Gundam, for those who don't know, has been one of Japan's longest running, Giant robot, Space Opera, Sci-Fi series. It started in the late 70s and since then, a plethora of Gundam series have tried to recapture the feel by redoing simple plot themes. Note: most Gundam series have little or nothing to do with one another.

Here is the list of what I learned from Gundam about Sci-Fi/Space.

Military Tactics


It doesn't matter if your new secret weapon needs a phenomenal pilot to use it properly, build it and you'll find one.


If your super weapon needs an extraordinary pilot, that the bad guys have in spades, build multiples because chances are the baddies won't steal all of them.


If you need a good pilot, leave your superweapon out in the open. The first kid to accidentally fall into it is actually the next evolution in human development.


Don't get conceited about your Super Pilot as the bad guys have several dozen already.


It's okay though, because a couple of the baddie super pilots are bound to be female and fall in love with your pilot or old friends who'll defect.


ZZ Gundam female correlary: Any woman will believe anything you say as long as you tell them that they are pretty.


Traitor correlary: No matter how many times a person switch sides, always believe them and allow them full access to your secret military hardware.


Place your super weapon robot in your super secret weapon ship and have them fly as far away from you main fleet as possible.


It's okay,because the baddies will never send more than two ships at a time after your super ship and never overwhelm the super robot with more cannon fodder than it can handle.


Don't rush R&D on the new model of the Super Weapon, your super pilot will get it after the baddies gain the upperhand and just when all seems lost no matter what you do.


A couple kids or a bunch of anti-authority teens will beat a well trained para-military force any day, so pack you battle cruiser full of them.

Pilots, Super Pilots (NewTypes), and Cannon Fodder


The less a super pilot likes war or killing, the better pilot they are.


The cooler the pilot, the more they whine.


Super pilots (the proclaimed next evolutionary step) have fragile egos. They can vaporize entire fleets without breaking a sweat, but if the bad guy's super weapon scratches their paint, they go into near suicidal depresion about how they are too weak.


Superpilots also have double standards. In the next breath, they will likely berate others for not destroying the enemy fleet single handedly with only a toothpick and a 8-track of ABBA classics.


You can't have a family. If they didn't die when you were young, they'll die by the end of the 'adventure'.


Those people who are blowing up aren't your real parents, your real parents are blowing up over there. Nyah!


Make sure the Super pilot has some token or momento of parents, old friend, lost love, ect. as that will allow them to shake out of any funk and defeat all odds.

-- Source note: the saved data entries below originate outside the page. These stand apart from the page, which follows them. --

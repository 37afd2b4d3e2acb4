//! Finance domain errors

use thiserror::Error;

use core_kernel::{Amount, CoreError, ErrorKind, IssueId, TransactionId};

/// Errors that can occur in the finance domain
#[derive(Debug, Error)]
pub enum FinanceError {
    /// Transaction amounts must be strictly positive
    #[error("transaction amount must be positive, got {0}")]
    NonPositiveAmount(Amount),

    /// Transaction not found
    #[error("financial transaction not found: {0}")]
    TransactionNotFound(TransactionId),

    /// Settling a canceled transaction is blocked
    #[error("cannot settle canceled transaction {0}")]
    SettleCanceled(TransactionId),

    /// Canceling twice is a genuine conflict, not an idempotent no-op
    #[error("transaction already canceled: {0}")]
    AlreadyCanceled(TransactionId),

    /// Cancellation blocked while a POSTED journal entry is linked
    #[error("cannot cancel {0}: linked journal entry is still posted, reverse it first")]
    PostedEntryBlocksCancel(TransactionId),

    /// Issue not found
    #[error("accounting issue not found: {0}")]
    IssueNotFound(IssueId),

    /// Resolving a non-open issue
    #[error("accounting issue {0} already resolved or ignored")]
    IssueNotOpen(IssueId),
}

impl From<FinanceError> for CoreError {
    fn from(err: FinanceError) -> Self {
        let kind = match &err {
            FinanceError::NonPositiveAmount(_) => ErrorKind::Validation,
            FinanceError::TransactionNotFound(_) | FinanceError::IssueNotFound(_) => {
                ErrorKind::NotFound
            }
            FinanceError::AlreadyCanceled(_) | FinanceError::IssueNotOpen(_) => ErrorKind::Conflict,
            FinanceError::SettleCanceled(_) | FinanceError::PostedEntryBlocksCancel(_) => {
                ErrorKind::PreconditionFailed
            }
        };
        CoreError::new(kind, err.to_string())
    }
}
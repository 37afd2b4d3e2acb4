//! Tests for the in-memory adapter's unit-of-work semantics and
//! uniqueness constraints.

use chrono::Utc;
use rust_decimal_macros::dec;

use core_kernel::{Amount, LedgerAccountId, StoreError, TransactionId, UserId};
use domain_finance::issue::IssueReason;
use domain_finance::ports::FinanceStore;
use domain_finance::transaction::{FinancialTransaction, NewTransaction, TransactionKind};
use domain_ledger::entry::{EntrySource, JournalEntry, JournalLine};
use domain_ledger::ports::LedgerStore;
use infra_mem::MemStore;

fn entry(source: EntrySource) -> JournalEntry {
    JournalEntry::post(
        Utc::now(),
        None,
        source,
        UserId::new(),
        vec![
            JournalLine::debit(LedgerAccountId::new(), Amount::new(dec!(10))),
            JournalLine::credit(LedgerAccountId::new(), Amount::new(dec!(10))),
        ],
    )
    .unwrap()
}

fn transaction() -> FinancialTransaction {
    FinancialTransaction::create(
        NewTransaction {
            kind: TransactionKind::Expense,
            amount: Amount::new(dec!(25)),
            competence_date: Utc::now(),
            settlement_date: None,
            description: None,
            account_id: core_kernel::FinanceAccountId::new(),
            category_id: core_kernel::CategoryId::new(),
            supplier_id: core_kernel::SupplierId::new(),
            property_id: None,
        },
        UserId::new(),
    )
    .unwrap()
}

// ============================================================================
// Session atomicity tests
// ============================================================================

mod session_tests {
    use super::*;

    #[tokio::test]
    async fn test_committed_writes_persist() {
        let store = MemStore::new();
        let e = entry(EntrySource::Manual);

        let mut session = LedgerStore::begin(&store).await.unwrap();
        session.insert_journal_entry(&e).await.unwrap();
        session.commit().await.unwrap();

        let mut session = LedgerStore::begin(&store).await.unwrap();
        let found = session.journal_entry(e.id).await.unwrap();
        assert_eq!(found.map(|f| f.id), Some(e.id));
    }

    #[tokio::test]
    async fn test_dropped_session_rolls_back_all_writes() {
        let store = MemStore::new();
        let tx = transaction();
        let e = entry(EntrySource::Financial(tx.id));

        {
            let mut session = FinanceStore::begin(&store).await.unwrap();
            session.insert_financial_transaction(&tx).await.unwrap();
            session.insert_journal_entry(&e).await.unwrap();
            // Dropped without commit.
        }

        assert!(store.transaction(tx.id).await.is_none());
        assert!(store.journal_entries().await.is_empty());
    }

    #[tokio::test]
    async fn test_rollback_also_discards_source_index() {
        let store = MemStore::new();
        let tx = transaction();
        let e = entry(EntrySource::Financial(tx.id));

        {
            let mut session = LedgerStore::begin(&store).await.unwrap();
            session.insert_journal_entry(&e).await.unwrap();
        }

        // After the rollback the same source can be inserted again.
        let other = entry(EntrySource::Financial(tx.id));
        let mut session = LedgerStore::begin(&store).await.unwrap();
        session.insert_journal_entry(&other).await.unwrap();
        session.commit().await.unwrap();

        assert_eq!(store.journal_entries().await.len(), 1);
    }

    #[tokio::test]
    async fn test_sessions_are_serialized() {
        // A second session cannot observe a first session's uncommitted
        // writes because begin() blocks until the first finishes.
        let store = MemStore::new();
        let e = entry(EntrySource::Manual);

        let mut first = LedgerStore::begin(&store).await.unwrap();
        first.insert_journal_entry(&e).await.unwrap();
        first.commit().await.unwrap();

        let mut second = LedgerStore::begin(&store).await.unwrap();
        assert!(second.journal_entry(e.id).await.unwrap().is_some());
        second.commit().await.unwrap();
    }
}

// ============================================================================
// Uniqueness constraint tests
// ============================================================================

mod constraint_tests {
    use super::*;

    #[tokio::test]
    async fn test_second_entry_for_same_source_violates_source_key() {
        let store = MemStore::new();
        let source = TransactionId::new();

        let mut session = LedgerStore::begin(&store).await.unwrap();
        session
            .insert_journal_entry(&entry(EntrySource::Financial(source)))
            .await
            .unwrap();
        let err = session
            .insert_journal_entry(&entry(EntrySource::Financial(source)))
            .await
            .unwrap_err();

        assert!(err.is_unique_violation());
        assert!(matches!(
            err,
            StoreError::UniqueViolation { ref constraint } if constraint == "journal_entry_source_key"
        ));
    }

    #[tokio::test]
    async fn test_manual_entries_share_no_source_constraint() {
        let store = MemStore::new();

        let mut session = LedgerStore::begin(&store).await.unwrap();
        session
            .insert_journal_entry(&entry(EntrySource::Manual))
            .await
            .unwrap();
        session
            .insert_journal_entry(&entry(EntrySource::Manual))
            .await
            .unwrap();
        session.commit().await.unwrap();

        assert_eq!(store.journal_entries().await.len(), 2);
    }

    #[tokio::test]
    async fn test_duplicate_rule_tuple_violates_rule_key() {
        use domain_finance::mapping::MappingRule;

        let store = MemStore::new();
        let first = MappingRule {
            id: core_kernel::MappingRuleId::new(),
            category_id: core_kernel::CategoryId::new(),
            account_id: core_kernel::FinanceAccountId::new(),
            supplier_id: None,
            property_id: None,
            debit_account: LedgerAccountId::new(),
            credit_account: LedgerAccountId::new(),
        };
        let second = MappingRule {
            id: core_kernel::MappingRuleId::new(),
            ..first.clone()
        };

        let mut session = FinanceStore::begin(&store).await.unwrap();
        session.insert_mapping_rule(&first).await.unwrap();
        let err = session.insert_mapping_rule(&second).await.unwrap_err();

        assert!(matches!(
            err,
            StoreError::UniqueViolation { ref constraint } if constraint == "mapping_rule_key"
        ));
    }

    #[tokio::test]
    async fn test_update_of_missing_transaction_errors() {
        let store = MemStore::new();
        let tx = transaction();

        let mut session = FinanceStore::begin(&store).await.unwrap();
        let err = session.update_financial_transaction(&tx).await.unwrap_err();

        assert!(matches!(err, StoreError::Missing { .. }));
    }

    #[tokio::test]
    async fn test_update_of_missing_entry_errors() {
        let store = MemStore::new();
        let e = entry(EntrySource::Manual);

        let mut session = LedgerStore::begin(&store).await.unwrap();
        let err = session.update_journal_entry(&e).await.unwrap_err();

        assert!(matches!(err, StoreError::Missing { .. }));
    }
}

// ============================================================================
// Issue lookup tests
// ============================================================================

mod issue_lookup_tests {
    use super::*;
    use domain_finance::issue::{AccountingIssue, IssueStatus};

    fn issue(transaction_id: TransactionId, status: IssueStatus) -> AccountingIssue {
        AccountingIssue {
            id: core_kernel::IssueId::new_v7(),
            status,
            reason: IssueReason::MissingMapping,
            details: serde_json::json!({}),
            transaction_id,
            created_at: Utc::now(),
            resolved_at: None,
            resolved_by: None,
        }
    }

    #[tokio::test]
    async fn test_open_issue_lookup_skips_resolved_issues() {
        let store = MemStore::new();
        let tx_id = TransactionId::new();

        let mut session = FinanceStore::begin(&store).await.unwrap();
        session
            .insert_issue(&issue(tx_id, IssueStatus::Resolved))
            .await
            .unwrap();
        assert!(session
            .open_issue_for(tx_id, IssueReason::MissingMapping)
            .await
            .unwrap()
            .is_none());

        let open = issue(tx_id, IssueStatus::Open);
        session.insert_issue(&open).await.unwrap();
        let found = session
            .open_issue_for(tx_id, IssueReason::MissingMapping)
            .await
            .unwrap();
        assert_eq!(found.map(|i| i.id), Some(open.id));
    }

    #[tokio::test]
    async fn test_open_issue_lookup_is_scoped_to_transaction() {
        let store = MemStore::new();

        let mut session = FinanceStore::begin(&store).await.unwrap();
        session
            .insert_issue(&issue(TransactionId::new(), IssueStatus::Open))
            .await
            .unwrap();

        assert!(session
            .open_issue_for(TransactionId::new(), IssueReason::MissingMapping)
            .await
            .unwrap()
            .is_none());
    }
}
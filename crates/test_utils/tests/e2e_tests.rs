//! End-to-end scenarios across both domains, exercising the engine the
//! way an embedding application would.

use std::sync::Arc;

use rust_decimal_macros::dec;

use core_kernel::{Amount, AuditAction, LedgerAccountId};
use domain_finance::settlement::SettlementService;
use domain_finance::transaction::TransactionStatus;
use domain_ledger::entry::EntryStatus;
use domain_ledger::service::JournalService;
use infra_mem::MemStore;
use test_utils::fixtures::{actor, AmountFixtures, TemporalFixtures};
use test_utils::{init_tracing, ManualLinesBuilder, TestRuleBuilder, TestTransactionBuilder};

#[tokio::test]
async fn test_expense_settles_into_balanced_entry() {
    init_tracing();
    let store = MemStore::new();
    let settlement = SettlementService::new(Arc::new(store.clone()));

    let input = TestTransactionBuilder::new()
        .with_description("Office supplies")
        .build();
    let rule = TestRuleBuilder::for_classification(input.category_id, input.account_id).build();

    {
        use domain_finance::mapping::store_rule;
        use domain_finance::ports::FinanceStore;

        let mut session = FinanceStore::begin(&store).await.unwrap();
        store_rule(&mut *session, &rule).await.unwrap();
        session.commit().await.unwrap();
    }

    let transaction = settlement.create_transaction(input, actor()).await.unwrap();
    let outcome = settlement.settle(transaction.id, actor()).await.unwrap();

    assert_eq!(outcome.transaction.status, TransactionStatus::Settled);
    assert!(outcome.issue.is_none());

    let entry = outcome.journal_entry.unwrap();
    assert_eq!(entry.status, EntryStatus::Posted);
    assert_eq!(entry.description.as_deref(), Some("Office supplies"));
    assert_eq!(entry.lines.len(), 2);
    assert_eq!(entry.lines[0].debit, AmountFixtures::expense());
    assert_eq!(entry.lines[1].credit, AmountFixtures::expense());
    assert!(entry.is_balanced());
}

#[tokio::test]
async fn test_full_lifecycle_leaves_complete_audit_trail() {
    init_tracing();
    let store = MemStore::new();
    let settlement = SettlementService::new(Arc::new(store.clone()));

    let input = TestTransactionBuilder::new()
        .with_settlement_date(TemporalFixtures::settlement_date())
        .build();
    let rule = TestRuleBuilder::for_classification(input.category_id, input.account_id).build();
    {
        use domain_finance::mapping::store_rule;
        use domain_finance::ports::FinanceStore;

        let mut session = FinanceStore::begin(&store).await.unwrap();
        store_rule(&mut *session, &rule).await.unwrap();
        session.commit().await.unwrap();
    }

    let transaction = settlement.create_transaction(input, actor()).await.unwrap();
    settlement.settle(transaction.id, actor()).await.unwrap();
    let canceled = settlement.cancel(transaction.id, actor()).await.unwrap();

    assert_eq!(canceled.status, TransactionStatus::Canceled);

    // Cancellation auto-reversed the posted entry: original flipped to
    // REVERSED plus a balanced mirror entry.
    let entries = store.journal_entries().await;
    assert_eq!(entries.len(), 2);
    assert!(entries.iter().any(|e| e.status == EntryStatus::Reversed));
    assert!(entries.iter().all(|e| e.is_balanced()));

    assert_eq!(
        store
            .audit_count(AuditAction::FinancialTransactionCreated)
            .await,
        1
    );
    assert_eq!(
        store
            .audit_count(AuditAction::FinancialTransactionSettled)
            .await,
        1
    );
    assert_eq!(
        store
            .audit_count(AuditAction::FinancialTransactionCanceled)
            .await,
        1
    );
    assert_eq!(store.audit_count(AuditAction::JournalEntryReversed).await, 1);
    // Settlement posting plus the reversal's mirror entry.
    assert_eq!(store.audit_count(AuditAction::JournalEntryCreated).await, 2);
}

#[tokio::test]
async fn test_missing_mapping_produces_issue_instead_of_entry() {
    init_tracing();
    let store = MemStore::new();
    let settlement = SettlementService::new(Arc::new(store.clone()));

    let transaction = settlement
        .create_transaction(TestTransactionBuilder::new().income().build(), actor())
        .await
        .unwrap();
    let outcome = settlement.settle(transaction.id, actor()).await.unwrap();

    assert_eq!(outcome.transaction.status, TransactionStatus::Settled);
    assert!(outcome.journal_entry.is_none());
    assert!(outcome.issue.is_some());
    assert!(store.journal_entries().await.is_empty());
}

#[tokio::test]
async fn test_manual_entry_posts_through_journal_service() {
    init_tracing();
    let store = MemStore::new();
    let journal = JournalService::new(Arc::new(store.clone()));

    let cash = LedgerAccountId::new();
    let expenses = LedgerAccountId::new();
    let lines = ManualLinesBuilder::new()
        .debit(expenses, Amount::new(dec!(75.00)))
        .credit(cash, Amount::new(dec!(75.00)))
        .build();

    let entry = journal
        .create_manual_entry(
            TemporalFixtures::competence_date(),
            Some("Petty cash top-up".into()),
            lines,
            actor(),
        )
        .await
        .unwrap();

    assert!(entry.is_balanced());
    assert_eq!(entry.lines[0].account_id, expenses);
    assert_eq!(entry.lines[1].account_id, cash);
    assert_eq!(store.audit_count(AuditAction::JournalEntryCreated).await, 1);
}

General Space Facts, a Tourist's Guide


Revenge rules the Universe and the vastness of space helps people think only of themselves. Any slight should be avenged. If you bump into a guys dog, expect him to nuke the space colony that you live in.


weightlessness in space turns all space colonists into super soldiers who hate Earth, for some reason.


No matter which side of the conflict you are on, it's the wrong side.


The stupider some machine looks, the cooler it is. The stupider someone looks, the higher up the chain of command they are (at least above the ship commander level).


Every group of three or more mechs must give themselves some 'neat-o' nickname that eaveryone seems to know them by, even if the groups have never met or could have possibly learned of the other groups self assigned nickname.


Painting a standard bad guy mech a different color makes it twelve times better in combat.

Note: Olive drab green is the slowest of all colors. Red, the fastest.

Further thoughts: Standing out from the crowd makes you harder to hit?

Let's check the premise and look at the series, individually.

Note, this isn't a complete list of Gundam shows, but the ones I know a little about.

Originality score legend: Improbable Main Character (Yea Right!), Cute Kids (Cute), Goofy non-warrior friends (Teen Gang), Battlecruiser (Bitchin' ride), Ship Uterly Reliant on Gundam (Morons), Dead Parents (boo-hoo), Enemy in Love with Hero (Huba-Huba), Mecha-upgrades (UP), Good gals fall for hero (Stud), Whining Hero (Goober).


The Original

Plot Minute: The Space colonies don't like Earth and Declare war. Amuro Ray is a normal kid that happens to fall into Earth's secret robot and turns out to be the a god of mech piloting so the Army keeps him. He is placed on the Super Space Ship, White Base and they leisurely tour the galaxy. They are stalked by a pretty boy fashion victim that likes his metal mask to much (No El Santo) named Char Aznoble. Char learns that Red Zakus go faster and tries to take over Earth, but gets sidetracked with the stupid Whitebase. Char isn't that special but luckily Amuro has the brains of Tapioca pudding so we get a fight out of it. The Whitebase itself would set itself on fire and crash into the nearest asteroid if Amuro wasn't there to bail it out every 5 minutes. Everything that Amuro knows or loves dies at some point in this series, usually with loud report or a beam saber through Lala's head (With a name like Lala, you know she's good). Amuro whines, uses the worst Gundam weapon ever invented (Gundam Hammer!) and inadvertently saves the day. There are also some young orphans hanging around to actually be competent.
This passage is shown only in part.